By March, when Debbie finally coaxed me back out, I hadn’t surfed for a year and a half. My paddling muscles had atrophied. My legs were bone thin. Neuropathy in my feet made it difficult to balance.

 

But I caught a wave, and, when I stood, I could feel my board under my feet. “Yay, great wave, you’re the same as ever!” Debbie cried. Not quite. It was much harder than before. I switched to my son’s 9-foot, round-nosed longboard, which paddled more quickly into waves, allowing me more time to get to my feet.

 

I discovered the lineup was a kinder place. “Welcome back, good to see you, been a long time!” the regular surfers said. Many who’d once battled me for waves smiled, pulled back and urged, “Go, go, go!” Kimo and Paul paddled out with me and escorted me back to shore. Pete, his sturdy frame encased in a white rash guard, floated close by on his boogie board like a big mochi in a vast blueberry iced tea.

 

I realized I’m an integral member of a pod.

 

Once, I accidentally dropped in on a mean-looking regular in wraparound shades. But he gave me space. “Go anytime,” he said later, with the nicest smile.

 

Still, even on the 9-footer, I often couldn’t stand up quickly enough on a steep, fast wave and ended up on my belly.

 

“Maybe go longer,” an acquaintance said.  His own board measured a trendy 5 feet.

 

I went back to my shortboard the next day.

 

“Woo-hoo!” Debbie cheered. “You’re back on your regular board, taking off on big drops!”

 

Sometimes I’ll get a dozen waves in a session, sometimes only one. I’ve enjoyed many long, soaring rides. I’ve also been sucked over the falls and pounded.

 

But it’s OK. Offshore, the anxieties of life on land wash away, leaving me unencumbered and free.
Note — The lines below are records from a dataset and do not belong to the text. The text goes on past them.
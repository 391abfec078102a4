//! OpenAI Chat Completions provider

use async_trait::async_trait;
use secrecy::{ExposeSecret, SecretString};
use serde::{Deserialize, Serialize};
use serde_json::Value;
use tracing::debug;

use super::{
    LlmProvider, LlmResponse, ProviderConfig, ResponseMetadata, TokenUsage, http_client,
    prompt_utils,
};
use crate::ai::json_repair::extract_json;
use crate::types::{CodebriefError, ErrorClassifier, Result};

const DEFAULT_API_BASE: &str = "https://api.openai.com/v1";
const DEFAULT_MODEL: &str = "gpt-4o-mini";
const PROVIDER: &str = "openai";

pub struct OpenAiProvider {
    api_key: SecretString,
    api_base: String,
    model: String,
    temperature: f32,
    max_tokens: usize,
    client: reqwest::Client,
}

impl std::fmt::Debug for OpenAiProvider {
    fn fmt(&self, f: &mut std::fmt::Formatter<'_>) -> std::fmt::Result {
        f.debug_struct("OpenAiProvider")
            .field("api_key", &"[REDACTED]")
            .field("api_base", &self.api_base)
            .field("model", &self.model)
            .finish()
    }
}

impl OpenAiProvider {
    pub fn new(config: ProviderConfig) -> Result<Self> {
        let api_key = config
            .api_key
            .or_else(|| std::env::var("OPENAI_API_KEY").ok())
            .filter(|k| !k.trim().is_empty())
            .ok_or_else(|| {
                CodebriefError::Config(
                    "OpenAI API key not found. Set OPENAI_API_KEY or llm.api_key".to_string(),
                )
            })?;

        Ok(Self {
            api_key: SecretString::from(api_key),
            api_base: config
                .api_base
                .map(|b| b.trim_end_matches('/').to_string())
                .unwrap_or_else(|| DEFAULT_API_BASE.to_string()),
            model: config.model.unwrap_or_else(|| DEFAULT_MODEL.to_string()),
            temperature: config.temperature,
            max_tokens: config.max_tokens,
            client: http_client(config.timeout_secs)?,
        })
    }

    fn build_request(&self, prompt: &str, schema: &Value) -> ChatRequest {
        ChatRequest {
            model: self.model.clone(),
            messages: vec![
                ChatMessage {
                    role: "system",
                    content: prompt_utils::system_prompt(schema),
                },
                ChatMessage {
                    role: "user",
                    content: prompt.to_string(),
                },
            ],
            temperature: self.temperature,
            max_tokens: self.max_tokens,
            response_format: ResponseFormat {
                format_type: "json_object",
            },
        }
    }
}

#[async_trait]
impl LlmProvider for OpenAiProvider {
    async fn generate(&self, prompt: &str, schema: &Value) -> Result<LlmResponse> {
        debug!("Requesting completion from OpenAI (model: {})", self.model);

        let response = self
            .client
            .post(format!("{}/chat/completions", self.api_base))
            .bearer_auth(self.api_key.expose_secret())
            .json(&self.build_request(prompt, schema))
            .send()
            .await
            .map_err(|e| CodebriefError::LlmApi(format!("OpenAI request failed: {}", e)))?;

        let status = response.status();
        if !status.is_success() {
            let body = response.text().await.unwrap_or_default();
            return Err(ErrorClassifier::classify_http_status(
                status.as_u16(),
                &format!("OpenAI API error ({}): {}", status, body),
                PROVIDER,
            )
            .into());
        }

        let body: ChatResponse = response
            .json()
            .await
            .map_err(|e| CodebriefError::LlmApi(format!("Failed to parse OpenAI response: {}", e)))?;

        let usage = body
            .usage
            .map(|u| TokenUsage::new(u.prompt_tokens, u.completion_tokens))
            .unwrap_or_default();

        let text = body
            .choices
            .into_iter()
            .next()
            .and_then(|c| c.message.content)
            .ok_or_else(|| CodebriefError::LlmApi("No content in OpenAI response".to_string()))?;

        Ok(LlmResponse::new(
            extract_json(&text)?,
            usage,
            ResponseMetadata::new(PROVIDER, &self.model),
        ))
    }

    fn name(&self) -> &str {
        PROVIDER
    }

    fn model(&self) -> &str {
        &self.model
    }
}

// Wire types

#[derive(Debug, Serialize)]
struct ChatRequest {
    model: String,
    messages: Vec<ChatMessage>,
    temperature: f32,
    max_tokens: usize,
    response_format: ResponseFormat,
}

#[derive(Debug, Serialize)]
struct ChatMessage {
    role: &'static str,
    content: String,
}

#[derive(Debug, Serialize)]
struct ResponseFormat {
    #[serde(rename = "type")]
    format_type: &'static str,
}

#[derive(Debug, Deserialize)]
struct ChatResponse {
    choices: Vec<Choice>,
    usage: Option<Usage>,
}

#[derive(Debug, Deserialize)]
struct Choice {
    message: ChoiceMessage,
}

#[derive(Debug, Deserialize)]
struct ChoiceMessage {
    content: Option<String>,
}

#[derive(Debug, Deserialize)]
struct Usage {
    prompt_tokens: u32,
    completion_tokens: u32,
}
Surfing demands living in the moment, fully engaged and alert, and nowadays I’m meditating on the changing beauty of my surroundings rather than frantically chasing and keeping score of waves. “You look so much younger! And buff,” my son said.

 

It’s been a rejuvenating restart tempered by the perspective of age.

 


 

Mindy Pennybacker is the author of Surfing Sisterhood Hawai‘i: Wāhine Reclaiming the Waves. Her writing has appeared in National Wildlife, The New York Times, The Atlantic, Sierra and The Nation, among many other publications.